More than 40 years ago, Lawrence Weed1 proposed the problem list as the organizing principle of the medical record and emphasized its centrality in medical education:

The instruction of physicians should be based on a system that helps them to define and follow clinical problems one by one and then systematically to relate and resolve them…. [T]he basic criterion of the physician is how well he can identify the patient's problems and organize them for solution.2

A complete, precise, and accurate problem list is essential to guide diagnostic and therapeutic decision making for complex patients and to enable clear communication among clinicians. For clinical educators, the problem list also provides a window on the thought processes of our trainees, as noted by Voytovich3:

Good problem lists and precise terms are important in undergraduate and graduate education because measurement of performance requires explicit structure…. A complete precise problem list provides a skeleton of quintessential data reflecting diagnostic reasoning. In many cases, it is sufficient for judging the quality of that reasoning. “Complete” means that all abnormalities are represented; “precise” means there are no entries that cannot be justified by the existing facts. In other words, everything should be included, and conclusions should be carried as far as possible and no further.
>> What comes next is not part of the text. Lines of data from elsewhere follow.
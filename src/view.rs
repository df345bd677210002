use crate::schema::parse_finite;
use serde::Serialize;

/// A single table cell in an analytical view
#[derive(Debug, Clone, PartialEq, Serialize)]
#[serde(untagged)]
pub enum Value {
    Text(String),
    Integer(i64),
    Number(f64),
    Missing,
}

impl Value {
    pub fn as_f64(&self) -> Option<f64> {
        match self {
            Value::Integer(i) => Some(*i as f64),
            Value::Number(n) => Some(*n).filter(|n| n.is_finite()),
            Value::Text(s) => parse_finite(s),
            Value::Missing => None,
        }
    }

    /// Label used on categorical axes and legends
    pub fn label(&self) -> String {
        match self {
            Value::Text(s) => s.clone(),
            Value::Integer(i) => i.to_string(),
            Value::Number(n) => n.to_string(),
            Value::Missing => String::new(),
        }
    }
}

impl From<&str> for Value {
    fn from(s: &str) -> Self {
        Value::Text(s.to_string())
    }
}

impl From<String> for Value {
    fn from(s: String) -> Self {
        Value::Text(s)
    }
}

impl From<usize> for Value {
    fn from(n: usize) -> Self {
        Value::Integer(n as i64)
    }
}

impl From<f64> for Value {
    fn from(n: f64) -> Self {
        Value::Number(n)
    }
}

impl From<Option<f64>> for Value {
    fn from(n: Option<f64>) -> Self {
        n.map_or(Value::Missing, Value::Number)
    }
}

/// Column-named rows
#[derive(Debug, Clone, PartialEq, Serialize)]
pub struct Table {
    pub columns: Vec<String>,
    pub rows: Vec<Vec<Value>>,
}

impl Table {
    pub fn new(columns: Vec<String>) -> Self {
        Self {
            columns,
            rows: Vec::new(),
        }
    }

    pub fn push(&mut self, row: Vec<Value>) {
        debug_assert_eq!(row.len(), self.columns.len());
        self.rows.push(row);
    }

    pub fn len(&self) -> usize {
        self.rows.len()
    }

    pub fn is_empty(&self) -> bool {
        self.rows.is_empty()
    }

    pub fn column_index(&self, name: &str) -> Option<usize> {
        self.columns.iter().position(|c| c == name)
    }

    /// All values of one column, in row order
    pub fn column(&self, name: &str) -> Option<Vec<&Value>> {
        let idx = self.column_index(name)?;
        Some(self.rows.iter().map(|row| &row[idx]).collect())
    }

    /// Append a constant-valued column
    pub fn with_constant(mut self, name: &str, value: Value) -> Self {
        self.columns.push(name.to_string());
        for row in &mut self.rows {
            row.push(value.clone());
        }
        self
    }
}

#[derive(Debug, Clone, Copy, PartialEq, Eq, Serialize)]
#[serde(rename_all = "snake_case")]
pub enum ChartKind {
    Bar,
    Pie,
    Scatter3d,
    Line3d,
}

#[derive(Debug, Clone, Copy, PartialEq, Eq, Default, Serialize)]
#[serde(rename_all = "snake_case")]
pub enum Orientation {
    #[default]
    Vertical,
    Horizontal,
}

#[derive(Debug, Clone, Copy, PartialEq, Eq, Default, Serialize)]
#[serde(rename_all = "snake_case")]
pub enum BarMode {
    #[default]
    Relative,
    Group,
}

#[derive(Debug, Clone, Copy, PartialEq, Eq, Default, Serialize)]
#[serde(rename_all = "snake_case")]
pub enum Theme {
    #[default]
    Light,
    White,
    Dark,
}

/// Axis titles; `None` falls back to the mapped column name
#[derive(Debug, Clone, Default, PartialEq, Serialize)]
pub struct AxisLabels {
    pub x: Option<String>,
    pub y: Option<String>,
    pub z: Option<String>,
}

/// How a table maps onto a chart. Field names refer to table columns.
#[derive(Debug, Clone, PartialEq, Serialize)]
pub struct ChartSpec {
    pub kind: ChartKind,
    pub title: Option<String>,
    pub x: String,
    pub y: String,
    pub z: Option<String>,
    pub color: Option<String>,
    pub hover: Option<String>,
    pub labels: AxisLabels,
    pub orientation: Orientation,
    pub bar_mode: BarMode,
    pub value_labels: bool,
    pub theme: Theme,
    pub color_sequence: Vec<String>,
}

impl ChartSpec {
    pub fn new(kind: ChartKind, x: &str, y: &str) -> Self {
        Self {
            kind,
            title: None,
            x: x.to_string(),
            y: y.to_string(),
            z: None,
            color: None,
            hover: None,
            labels: AxisLabels::default(),
            orientation: Orientation::Vertical,
            bar_mode: BarMode::Relative,
            value_labels: false,
            theme: Theme::Light,
            color_sequence: Vec::new(),
        }
    }

    pub fn title(mut self, title: &str) -> Self {
        self.title = Some(title.to_string());
        self
    }

    pub fn z(mut self, z: &str) -> Self {
        self.z = Some(z.to_string());
        self
    }

    pub fn color(mut self, column: &str) -> Self {
        self.color = Some(column.to_string());
        self
    }

    pub fn hover(mut self, column: &str) -> Self {
        self.hover = Some(column.to_string());
        self
    }

    pub fn x_label(mut self, label: &str) -> Self {
        self.labels.x = Some(label.to_string());
        self
    }

    pub fn y_label(mut self, label: &str) -> Self {
        self.labels.y = Some(label.to_string());
        self
    }

    pub fn horizontal(mut self) -> Self {
        self.orientation = Orientation::Horizontal;
        self
    }

    pub fn grouped(mut self) -> Self {
        self.bar_mode = BarMode::Group;
        self
    }

    pub fn value_labels(mut self) -> Self {
        self.value_labels = true;
        self
    }

    pub fn theme(mut self, theme: Theme) -> Self {
        self.theme = theme;
        self
    }

    pub fn color_sequence(mut self, colors: &[&str]) -> Self {
        self.color_sequence = colors.iter().map(|c| c.to_string()).collect();
        self
    }

    /// Title shown on the x axis
    pub fn x_title(&self) -> &str {
        self.labels.x.as_deref().unwrap_or(&self.x)
    }

    pub fn y_title(&self) -> &str {
        self.labels.y.as_deref().unwrap_or(&self.y)
    }

    pub fn z_title(&self) -> &str {
        self.labels
            .z
            .as_deref()
            .or(self.z.as_deref())
            .unwrap_or("")
    }
}

/// A chart-ready table plus its display metadata
#[derive(Debug, Clone, PartialEq, Serialize)]
pub struct AnalyticalView {
    pub id: String,
    pub chart: ChartSpec,
    pub table: Table,
}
In this article, I will address common deficiencies in the formulation of problem lists and suggest that documentation style and clinical reasoning are closely intertwined. I will argue that the recent trend toward abandoning the problem list in favor of organ checklists and accepting imprecise terminology may contribute to documentation deficiencies and cognitive errors, such as errors of framing, premature closure, and incomplete synthesis. In so doing, I hope to encourage renewed emphasis by clinical teachers on the art of problem formulation and to provoke discussion and further study of the relationships among clinical documentation, reasoning, and evaluation of trainees.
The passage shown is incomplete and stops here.